Postmortem Project Exhibition at the Mutter Museum

By:
Alyssa Skorodinsky
mutter museum

 For the science and medicine enthusiasts out there, the Mutter Museum is a wonderfully grotesque place to visit, and it is not for the faint of heart. During my first visit years ago, I was an aspiring medic of some sorts, following in the footsteps of my Physician Assistant father, and found the museum incredibly interesting. I marveled at the wall of skulls and even giggled at the sign underneath one that simply read “idiot,” feeling a sense of humanity as I imagined my own future gravestone potentially bearing the same phrase.

The Mutter Museum provides a whirlwind of specimens and bodily entrails that can make even the toughest person dizzy with indignation and amazement. I once feared I would faint upon staring at a jar of conjoined twins for too long, my mind not grasping the severity of what I was looking at. This museum holds some of the world’s most obscure medical anomalies, creating an atmosphere that appears almost supernatural. The museum’s method of displaying its specimens, however, have in recent times reflected poorly on their ethical considerations when dealing with human remains. For this reason the Postmortem Project was created in order to shed light on past insensitivities within the museum's foundation.

While created with the intention of addressing these ethical concerns, the Postmortem Project highlights the importance of education and transparency in showcasing human remains. This project hopes to engage in a dialogue about the history of the individuals who once lived in the bodies now plastered on the walls and in glass cases within the Mutter Museum, as well as share the history of medicine and diseases. The efforts and goals of the project will allow for deeper reflection upon the lives of those who ended up at the museum.

mutter musem graphic

The Postmortem Project also tells the history of the exhibitions at the Mutter Museum, dating back to the late 1880s when nascent concepts like consent and ethics were just beginning to take form. However, in today’s climate where museums require certain documents to legitimize their ability to showcase certain exhibitions, the Mutter Museum is facing some trouble. People are questioning the Mutter Museum on where many of their remains came from, those that weren’t donated by the families or the victims themselves, and the answer is simple but also hard to hear. Most of the specimens showcased at the museum came from the anonymous poor, but before the 1950s, people were not donating bodies to museums or scientists. So, doctors and scientists resorted to the next best thing, which was grave robbing. It was either that or enlisting the aid of the Resurrection Men, an infamous group who murdered multiple people in the 1830s for the purpose of selling the bodies to medical schools for a profit. Thankfully, the Pennsylvania Anatomy Act of 1883 put an end to the practice of grave robbing and provided the legal necessities for physicians to receive cadavers for study. This, unfortunately, did not protect the resting spots of the poor, whose remains comprise a majority of the specimens in glass cases and jars and displays at the Mutter Museum.

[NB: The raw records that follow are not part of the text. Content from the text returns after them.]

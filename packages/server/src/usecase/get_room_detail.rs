//! UseCase: Room 詳細取得

use std::sync::Arc;

use crate::domain::{ChatRepository, Room, RoomId};

use super::error::GetRoomDetailError;

/// Room 詳細取得のユースケース
pub struct GetRoomDetailUseCase {
    repository: Arc<dyn ChatRepository>,
}

impl GetRoomDetailUseCase {
    pub fn new(repository: Arc<dyn ChatRepository>) -> Self {
        Self { repository }
    }

    pub async fn execute(&self, room_id: String) -> Result<Room, GetRoomDetailError> {
        let room_id = RoomId::new(room_id.clone())
            .map_err(|_| GetRoomDetailError::InvalidRoomId(room_id))?;
        self.repository
            .get_room(&room_id)
            .await
            .map_err(|_| GetRoomDetailError::RoomNotFound(room_id.into_string()))
    }
}
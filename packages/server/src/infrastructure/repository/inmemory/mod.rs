mod chat;
mod history;

pub use chat::InMemoryChatRepository;
pub use history::InMemoryHistoryRepository;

A major component of the Mutter Museum’s origins come from one of Philadelphia’s oldest hospitals/mental asylums. Located in West Philadelphia, Blockley Almshouse featured a hospital, housing for the poor, a workhouse, and also a mental asylum. Prior to laws regarding cadavers, Blockley partnered with Mutter, offering them specimens they had no room for, most often without patient consent. It is said these specimens were Philadelphia’s poor, who, when they died, had no one to claim their body or money for a respected burial. Another problem facing the moral dilemma of the Mutter Museum is race and how it has affected the care and treatment of patients and their bodies postmortem. Of course, race does not prevail in death – a skull remains a skull – but knowing the story or the history of that human skull nailed to the wall of a museum can surely change the perspective and thoughts that come to mind when gazing upon Josef Hyrtl’s collection.

mutter museum exhibit

Museums all over the world have been facing mass criticism for the lack of ethics and thought behind the artifacts and specimens on display. The British Museum is most notorious, for many of their artifacts are stolen relics from all over Africa. While museums showcase amazing facets of human society that allow us a glimpse into the past, there are legal and ethical concerns raging that question the validity of boasting stolen artifacts, and people, in the case of the Mutter Museum.

Consent is a word that has been circulating throughout the media for the last few years, granting bodily autonomy to millions of people who previously would not have believed they were entitled to it themselves. But what about postmortem consent? The consent of the deceased (or lack thereof) is the question that is causing the Mutter Museum to rethink their exhibitions and look to the public for guidance. The Mutter Museum is not for everyone, but for those medically inquisitive like myself, it is a place where people’s worst health scares are brought to light in a way that makes even the most unfortunate death significant. The skeletal remains can be seen as symbols that reflect a wide range of human experience, and ultimately raise questions about prenatal care and genetics, and, as the Postmortem Project entails, consent.